★☆ Prolog ☆★

168K 6.6K 667
                                    

New York, Amerika Serikat 22.04 PM.

"Yup, dia adalah orang terbrengsek yang pernah aku kenal," ucap seorang gadis dengan nada sayu juga sorot pupil yang redup, terpapar dari aura matanya yang termakan efek alkohol.

Sedangkan yang ia jadikan topangan badannya agar bisa berdiri hanya menatap ia dingin tak menundukkan wajah seinci pun untuk melihat gadis yang tiba-tiba jatuh ke dada bidangnya.

Bodyguard berkacamata hitam dan memiliki tabung akustik di telinga masing-masing mengelilingi pemuda berkelas itu segera sigap ingin menyingkirkan sang gadis agar tak menempel lagi pada bos mereka.

Pemuda itu hanya mengadahkan tangannya memberi perintah, membiarkan gadis tanpa kesadaran itu tetap di sana. Di tengah-tengah sebuah club menjadi pusat perhatian setiap iris yang ada di sana.

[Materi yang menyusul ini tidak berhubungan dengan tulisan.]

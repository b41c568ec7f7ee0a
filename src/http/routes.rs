use super::handlers;
use super::state::AppState;
use axum::{
    routing::{delete, get, post},
    Router,
};
use std::path::Path;
use tower_http::{cors::CorsLayer, services::ServeDir, trace::TraceLayer};

/// Create the HTTP router with all routes
pub fn create_router(state: AppState, recordings_dir: impl AsRef<Path>) -> Router {
    Router::new()
        // Health check
        .route("/health", get(handlers::health_check))
        // Transcription requests
        .route("/transcribe", post(handlers::transcribe))
        .route("/diarize", post(handlers::diarize))
        // History
        .route("/transcriptions", get(handlers::list_transcriptions))
        .route(
            "/transcriptions/clear",
            delete(handlers::clear_transcriptions),
        )
        .route(
            "/transcriptions/:id",
            delete(handlers::delete_transcription),
        )
        // Stored audio blobs
        .nest_service("/recordings", ServeDir::new(recordings_dir))
        // Request logging + browser clients
        .layer(TraceLayer::new_for_http())
        .layer(CorsLayer::permissive())
        .with_state(state)
}
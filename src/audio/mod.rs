//! Audio input abstractions.
//!
//! `AudioInput` is the exclusive handle on one live input device; the cpal
//! implementation keeps the non-`Send` stream on a dedicated thread and
//! forwards PCM frames over a channel. `encode` assembles captured PCM into
//! an uploadable WAV clip.

pub mod cpal_input;
pub mod encode;
pub mod input;

pub use cpal_input::{CpalInput, CpalInputFactory};
pub use input::{AudioFrame, AudioInput, InputConfig, InputFactory};

/// Client-side capture failures, presented directly to the user.
#[derive(Debug, thiserror::Error)]
pub enum CaptureError {
    /// Microphone permission was denied. Recoverable: the user can grant
    /// access and try again.
    #[error("microphone access denied: {0}. Please grant microphone permissions")]
    PermissionDenied(String),

    #[error("audio input unavailable: {0}")]
    DeviceUnavailable(String),

    /// Operation not valid in the current recording state
    #[error("invalid capture state: expected {0}")]
    InvalidState(&'static str),

    #[error(transparent)]
    Other(#[from] anyhow::Error),
}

"Dia sangat jahat padaku, dia memilih wanita lain dibanding diriku hanya karena wanita perebut itu memuaskannya setiap malam. Dan aku?" gadis bermata hijau bak zamrud redup itu mengusap hidungnya yang tercecer ingus. "Aku selalu menolak jika ia ajak begitu, kau tahu mengapa? Karena aku tak suka aroma tubuhnya, dia bau sapi!" ocehnya tak masuk akal membuat orang-orang yang memerhatikan menahan gelakan mereka.

Pemuda itu akhirnya menoleh ke arah gadis yang hanya berjarak setengah jengkal dari wajahnya lalu mengangkat dagu gadis itu agar menatap ia memisahkan jarak hanya tiga sentimeter, "Pergi, atau kau tak akan bisa keluar selamanya."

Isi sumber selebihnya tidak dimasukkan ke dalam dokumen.